A fronte della crescita esponenziale dei contagi le strutture sanitarie sono entrate in una fase di profonda sofferenza. Il direttore della Terapia intensiva dell’Istituto Clinico Casalpalocco di Roma, ha raccontato all’agenzia di stampa Dire come la sua struttura, attivata dalla Regione Lazio come Covid hospital già nella fase 1, si è organizzata di nuovo contro l’espansione della pandemia.
– L’Istituto Clinico Casalpalocco è temporaneamente adibito a covid hospital. Quanto è grave la situazione anche in relazione al numero dei posti letto occupati in Ti? E’ previsto un loro aumento se la curva continua a crescere anche nel Lazio? “Le terapie intensive sono piene ovunque nel Lazio. La nostra struttura in particolare e’ piena per l’80-83% della sua capacità questo perché, aumentando il numero dei contagiati cresce anche il numero dei pazienti sintomatici e gravemente sintomatici che necessitano di terapia intensiva. La Regione sta organizzando l’ampliamento dei posti letto in TI e anche noi, come gruppo Gvm stiamo aumentando la disponibilità di posti letto in TI a brevissimo apriremo altri 19 posti letto in un’altra nostra struttura che è Villa Tiberia Hospital a Roma. A oggi qui a Casalpalocco abbiamo 23 posti letto occupati con il potenziamento arriveremo a 49 posti letto disponibili e come gruppo disponiamo inoltre di 60 posti letto per pazienti Covid in sub intensiva tra le due strutture romane del Gruppo”.

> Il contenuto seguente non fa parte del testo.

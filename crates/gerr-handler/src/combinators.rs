// SPDX-License-Identifier: MIT OR Apache-2.0
//! Constructors that turn narrow callbacks into full error handlers.
//!
//! The shape-independent combinators ([`handle_not_wrapped`],
//! [`handle_app_error`] and everything built on them) implement both
//! [`UnaryErrorHandler`] and [`StreamErrorHandler`] and hand their callback a
//! [`CallView`]. The `unary_*` and `stream_*` constructors serve a single
//! call shape and pass the full context, including request and response
//! messages.
//!
//! Every callback follows the chain contract: return `Some` to continue with
//! that error, `None` to resolve it.

use crate::{
    AppError, BoxError, CallView, StatusCodeMap, StreamContext, StreamErrorHandler, UnaryContext,
    UnaryErrorHandler,
};
use std::fmt;
use std::hash::Hash;
use std::marker::PhantomData;
use tonic::{Code, Status};
use tracing::trace;

/// Erase an application error back into the chain's error type.
fn erase<C>(err: Box<AppError<C>>) -> BoxError
where
    C: fmt::Debug + Send + Sync + 'static,
{
    err
}

// ---------------------------------------------------------------------------
// Not-wrapped errors
// ---------------------------------------------------------------------------

/// Handler that only sees errors which are not an `AppError<C>`.
///
/// Built by [`handle_not_wrapped`].
pub struct NotWrapped<C, F> {
    f: F,
    _code: PhantomData<fn() -> C>,
}

/// Call `f` for errors that were never classified as an `AppError<C>`.
///
/// Application errors pass through untouched. Typical callbacks log the raw
/// error and optionally wrap it so later handlers can classify it.
pub fn handle_not_wrapped<C, F>(f: F) -> NotWrapped<C, F>
where
    C: fmt::Debug + Send + Sync + 'static,
    F: Fn(&CallView<'_>, BoxError) -> Option<BoxError> + Send + Sync,
{
    NotWrapped {
        f,
        _code: PhantomData,
    }
}

impl<C, F> NotWrapped<C, F>
where
    C: fmt::Debug + Send + Sync + 'static,
    F: Fn(&CallView<'_>, BoxError) -> Option<BoxError> + Send + Sync,
{
    fn apply(&self, view: &CallView<'_>, err: BoxError) -> Option<BoxError> {
        if err.is::<AppError<C>>() {
            return Some(err);
        }
        (self.f)(view, err)
    }
}

impl<C, F> UnaryErrorHandler for NotWrapped<C, F>
where
    C: fmt::Debug + Send + Sync + 'static,
    F: Fn(&CallView<'_>, BoxError) -> Option<BoxError> + Send + Sync,
{
    fn handle_unary(&self, ctx: &UnaryContext<'_>, err: BoxError) -> Option<BoxError> {
        self.apply(&ctx.view(), err)
    }
}

impl<C, F> StreamErrorHandler for NotWrapped<C, F>
where
    C: fmt::Debug + Send + Sync + 'static,
    F: Fn(&CallView<'_>, BoxError) -> Option<BoxError> + Send + Sync,
{
    fn handle_stream(&self, ctx: &StreamContext<'_>, err: BoxError) -> Option<BoxError> {
        self.apply(&ctx.view(), err)
    }
}

impl<C, F> fmt::Debug for NotWrapped<C, F> {
    fn fmt(&self, f: &mut fmt::Formatter<'_>) -> fmt::Result {
        f.debug_struct("NotWrapped").finish_non_exhaustive()
    }
}

// ---------------------------------------------------------------------------
// Application errors
// ---------------------------------------------------------------------------

/// Handler that only sees `AppError<C>` values.
///
/// Built by [`handle_app_error`] and the combinators layered on it.
pub struct OnAppError<C, F> {
    f: F,
    _code: PhantomData<fn() -> C>,
}

/// Call `f` with the unwrapped [`AppError`] when the error is one.
///
/// Any other error passes through untouched and `f` is not called.
pub fn handle_app_error<C, F>(f: F) -> OnAppError<C, F>
where
    C: fmt::Debug + Send + Sync + 'static,
    F: Fn(&CallView<'_>, Box<AppError<C>>) -> Option<BoxError> + Send + Sync,
{
    OnAppError {
        f,
        _code: PhantomData,
    }
}

impl<C, F> OnAppError<C, F>
where
    C: fmt::Debug + Send + Sync + 'static,
    F: Fn(&CallView<'_>, Box<AppError<C>>) -> Option<BoxError> + Send + Sync,
{
    fn apply(&self, view: &CallView<'_>, err: BoxError) -> Option<BoxError> {
        match gerr_apperror::unwrap::<C>(err) {
            Ok(app) => (self.f)(view, app),
            Err(other) => Some(other),
        }
    }
}

impl<C, F> UnaryErrorHandler for OnAppError<C, F>
where
    C: fmt::Debug + Send + Sync + 'static,
    F: Fn(&CallView<'_>, Box<AppError<C>>) -> Option<BoxError> + Send + Sync,
{
    fn handle_unary(&self, ctx: &UnaryContext<'_>, err: BoxError) -> Option<BoxError> {
        self.apply(&ctx.view(), err)
    }
}

impl<C, F> StreamErrorHandler for OnAppError<C, F>
where
    C: fmt::Debug + Send + Sync + 'static,
    F: Fn(&CallView<'_>, Box<AppError<C>>) -> Option<BoxError> + Send + Sync,
{
    fn handle_stream(&self, ctx: &StreamContext<'_>, err: BoxError) -> Option<BoxError> {
        self.apply(&ctx.view(), err)
    }
}

impl<C, F> fmt::Debug for OnAppError<C, F> {
    fn fmt(&self, f: &mut fmt::Formatter<'_>) -> fmt::Result {
        f.debug_struct("OnAppError").finish_non_exhaustive()
    }
}

/// Call `f` only for application errors marked reportable.
pub fn report<C, F>(
    f: F,
) -> OnAppError<C, impl Fn(&CallView<'_>, Box<AppError<C>>) -> Option<BoxError> + Send + Sync>
where
    C: fmt::Debug + Send + Sync + 'static,
    F: Fn(&CallView<'_>, Box<AppError<C>>) -> Option<BoxError> + Send + Sync,
{
    handle_app_error(move |view: &CallView<'_>, err: Box<AppError<C>>| {
        if err.is_reportable() {
            f(view, err)
        } else {
            Some(erase(err))
        }
    })
}

/// Call `f` for every application error except those marked ignorable.
pub fn report_unless_ignorable<C, F>(
    f: F,
) -> OnAppError<C, impl Fn(&CallView<'_>, Box<AppError<C>>) -> Option<BoxError> + Send + Sync>
where
    C: fmt::Debug + Send + Sync + 'static,
    F: Fn(&CallView<'_>, Box<AppError<C>>) -> Option<BoxError> + Send + Sync,
{
    handle_app_error(move |view: &CallView<'_>, err: Box<AppError<C>>| {
        if err.is_ignorable() {
            Some(erase(err))
        } else {
            f(view, err)
        }
    })
}

/// Replace application errors with a [`Status`] whose code comes from `map`.
///
/// The status message is the application error's message. Codes missing
/// from the table use [`StatusCodeMap::fallback`].
pub fn map_status_code<C>(
    map: StatusCodeMap<C>,
) -> OnAppError<C, impl Fn(&CallView<'_>, Box<AppError<C>>) -> Option<BoxError> + Send + Sync>
where
    C: Eq + Hash + fmt::Debug + Send + Sync + 'static,
{
    handle_app_error(move |view: &CallView<'_>, err: Box<AppError<C>>| {
        let code = map.resolve(err.status_code());
        trace!(
            rpc.method = view.full_method,
            app.code = ?err.status_code(),
            rpc.code = ?code,
            "mapped application status code"
        );
        let status: BoxError = Box::new(Status::new(code, err.to_string()));
        Some(status)
    })
}

/// Replace application errors with a [`Status`] whose code is `f(status_code)`.
///
/// `f` must cover every status code; there is no fallback.
pub fn map_status_code_with<C, F>(
    f: F,
) -> OnAppError<C, impl Fn(&CallView<'_>, Box<AppError<C>>) -> Option<BoxError> + Send + Sync>
where
    C: fmt::Debug + Send + Sync + 'static,
    F: Fn(&C) -> Code + Send + Sync,
{
    handle_app_error(move |_view: &CallView<'_>, err: Box<AppError<C>>| {
        let status: BoxError = Box::new(Status::new(f(err.status_code()), err.to_string()));
        Some(status)
    })
}

/// Surface an application error's cause as-is when it already is a [`Status`].
///
/// Place this before a status-mapping handler to let an explicit transport
/// status win over a derived one.
pub fn unwrap_grpc_status<C>()
-> OnAppError<C, impl Fn(&CallView<'_>, Box<AppError<C>>) -> Option<BoxError> + Send + Sync>
where
    C: fmt::Debug + Send + Sync + 'static,
{
    handle_app_error(|_view: &CallView<'_>, err: Box<AppError<C>>| {
        if err.cause().is::<Status>() {
            Some((*err).into_cause())
        } else {
            Some(erase(err))
        }
    })
}

// ---------------------------------------------------------------------------
// Shape-specific handlers
// ---------------------------------------------------------------------------

/// Unary-only handler for application errors, with the full unary context.
pub struct UnaryAppErrorHandler<C, F> {
    f: F,
    _code: PhantomData<fn() -> C>,
}

/// Call `f` with the request context and the unwrapped [`AppError`].
pub fn unary_app_error_handler<C, F>(f: F) -> UnaryAppErrorHandler<C, F>
where
    C: fmt::Debug + Send + Sync + 'static,
    F: Fn(&UnaryContext<'_>, Box<AppError<C>>) -> Option<BoxError> + Send + Sync,
{
    UnaryAppErrorHandler {
        f,
        _code: PhantomData,
    }
}

/// Like [`unary_app_error_handler`], restricted to reportable errors.
pub fn unary_reportable_handler<C, F>(
    f: F,
) -> UnaryAppErrorHandler<
    C,
    impl Fn(&UnaryContext<'_>, Box<AppError<C>>) -> Option<BoxError> + Send + Sync,
>
where
    C: fmt::Debug + Send + Sync + 'static,
    F: Fn(&UnaryContext<'_>, Box<AppError<C>>) -> Option<BoxError> + Send + Sync,
{
    unary_app_error_handler(move |ctx: &UnaryContext<'_>, err: Box<AppError<C>>| {
        if err.is_reportable() {
            f(ctx, err)
        } else {
            Some(erase(err))
        }
    })
}

impl<C, F> UnaryErrorHandler for UnaryAppErrorHandler<C, F>
where
    C: fmt::Debug + Send + Sync + 'static,
    F: Fn(&UnaryContext<'_>, Box<AppError<C>>) -> Option<BoxError> + Send + Sync,
{
    fn handle_unary(&self, ctx: &UnaryContext<'_>, err: BoxError) -> Option<BoxError> {
        match gerr_apperror::unwrap::<C>(err) {
            Ok(app) => (self.f)(ctx, app),
            Err(other) => Some(other),
        }
    }
}

impl<C, F> fmt::Debug for UnaryAppErrorHandler<C, F> {
    fn fmt(&self, f: &mut fmt::Formatter<'_>) -> fmt::Result {
        f.debug_struct("UnaryAppErrorHandler").finish_non_exhaustive()
    }
}

/// Stream-only handler for application errors, with the recorded messages.
pub struct StreamAppErrorHandler<C, F> {
    f: F,
    _code: PhantomData<fn() -> C>,
}

/// Call `f` with the stream context and the unwrapped [`AppError`].
pub fn stream_app_error_handler<C, F>(f: F) -> StreamAppErrorHandler<C, F>
where
    C: fmt::Debug + Send + Sync + 'static,
    F: Fn(&StreamContext<'_>, Box<AppError<C>>) -> Option<BoxError> + Send + Sync,
{
    StreamAppErrorHandler {
        f,
        _code: PhantomData,
    }
}

/// Like [`stream_app_error_handler`], restricted to reportable errors.
pub fn stream_reportable_handler<C, F>(
    f: F,
) -> StreamAppErrorHandler<
    C,
    impl Fn(&StreamContext<'_>, Box<AppError<C>>) -> Option<BoxError> + Send + Sync,
>
where
    C: fmt::Debug + Send + Sync + 'static,
    F: Fn(&StreamContext<'_>, Box<AppError<C>>) -> Option<BoxError> + Send + Sync,
{
    stream_app_error_handler(move |ctx: &StreamContext<'_>, err: Box<AppError<C>>| {
        if err.is_reportable() {
            f(ctx, err)
        } else {
            Some(erase(err))
        }
    })
}

impl<C, F> StreamErrorHandler for StreamAppErrorHandler<C, F>
where
    C: fmt::Debug + Send + Sync + 'static,
    F: Fn(&StreamContext<'_>, Box<AppError<C>>) -> Option<BoxError> + Send + Sync,
{
    fn handle_stream(&self, ctx: &StreamContext<'_>, err: BoxError) -> Option<BoxError> {
        match gerr_apperror::unwrap::<C>(err) {
            Ok(app) => (self.f)(ctx, app),
            Err(other) => Some(other),
        }
    }
}

impl<C, F> fmt::Debug for StreamAppErrorHandler<C, F> {
    fn fmt(&self, f: &mut fmt::Formatter<'_>) -> fmt::Result {
        f.debug_struct("StreamAppErrorHandler").finish_non_exhaustive()
    }
}

// ---------------------------------------------------------------------------
// Plain closures
// ---------------------------------------------------------------------------

/// A unary handler backed by a closure.
pub struct UnaryFn<F>(F);

/// Lift `f` into a [`UnaryErrorHandler`].
pub fn unary_fn<F>(f: F) -> UnaryFn<F>
where
    F: Fn(&UnaryContext<'_>, BoxError) -> Option<BoxError> + Send + Sync,
{
    UnaryFn(f)
}

impl<F> UnaryErrorHandler for UnaryFn<F>
where
    F: Fn(&UnaryContext<'_>, BoxError) -> Option<BoxError> + Send + Sync,
{
    fn handle_unary(&self, ctx: &UnaryContext<'_>, err: BoxError) -> Option<BoxError> {
        (self.0)(ctx, err)
    }
}

/// A stream handler backed by a closure.
pub struct StreamFn<F>(F);

/// Lift `f` into a [`StreamErrorHandler`].
pub fn stream_fn<F>(f: F) -> StreamFn<F>
where
    F: Fn(&StreamContext<'_>, BoxError) -> Option<BoxError> + Send + Sync,
{
    StreamFn(f)
}

impl<F> StreamErrorHandler for StreamFn<F>
where
    F: Fn(&StreamContext<'_>, BoxError) -> Option<BoxError> + Send + Sync,
{
    fn handle_stream(&self, ctx: &StreamContext<'_>, err: BoxError) -> Option<BoxError> {
        (self.0)(ctx, err)
    }
}

// ---------------------------------------------------------------------------
// Tests
// ---------------------------------------------------------------------------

– In questa seconda ondata l’identikit del paziente e’ cambiato oppure no? Qual è l’età media dei vostri pazienti? E come viene gestito un paziente covid in TI? “L’età media dei pazienti gravemente sintomatici per fortuna è sempre la stessa. Sono stati registrati dei picchi di contagio nel Lazio. Posso riferire per esperienza diretta di un ragazzo di 23 che si è recato da noi positivo al Coronavirus e che poi abbiamo trasferito al Policlinico Umberto I. Capita infatti che qualche giovanissimo diventa gravemente sintomatico e quindi necessita di intubazione e di essere gestito in terapia intensiva. I malati ricoverati nel reparto di TI in generale hanno necessità di assistenza continua, di monitoraggi invasivi e sono attaccati ad una macchina che li aiuta a respirare e che si chiama ventilatore meccanico. In reparti come il nostro si attuano in pratica tutte le cure urgenti diverso è ciò che accade nel reparto di subintensiva dove il paziente viene monitorato o ventilato però in maniera non invasiva”.
– In questa emergenza l’ospedale è diventato il punto di riferimento per molti pazienti affetti dal virus ma necessitano tutti di ricovero o molte situazioni potrebbero essere gestite sul territorio? Cosa continua a mancare in questo senso? “Per fortuna i pazienti Covid positivi che necessitano di ricovero sono una piccola percentuale rispetto al numero totale di tutti i contagiati asintomatici. Il problema è che essendo migliaia i contagiati asintomatici molti sono ‘abbandonati’ a casa e non hanno la possibilità di essere contattati. A esempio io ricevo decine di chiamate al giorno di persone che mi chiedono cosa fare e questo dipende dall’elevato numero di contagi che si sta verificando però per fortuna di queste persone pochi arrivano in ospedale”.
– Secondo lei le misure contenute nel nuovo dpcm freneranno l’avanzata del virus? Insomma il problema sono gli aperitivi o il trasporto locale nelle grandi città come Roma o Milano? “La soluzione non e’ fermare tutto alle 18. Il contagio non si ferma con il tramonto. Il problema principale sono sicuramente i trasporti locali dove la gente viaggia ammassata per raggiungere i posti di lavoro. Per questo sarebbe importante favorire tutto ciò che aiuta nel distanziamento sociale. E poi gli italiani dovrebbero imparare ad usare correttamente la mascherina, a sanificare bene le mani e ricorrere all’uso dei guanti per andare al supermercato o al bancomat, tutti posti ‘pericolosi’ che espongono al contagio. Certamente bisogna cambiare il modo di essere ed evitare, per ora di salutarsi abbracciandosi. Sicuramente la lotta al virus non si batte riducendo aperitivi, cene e chiudendo le palestre queste cose sono piuttosto forme di prevenzione ma non sono la soluzione migliore”.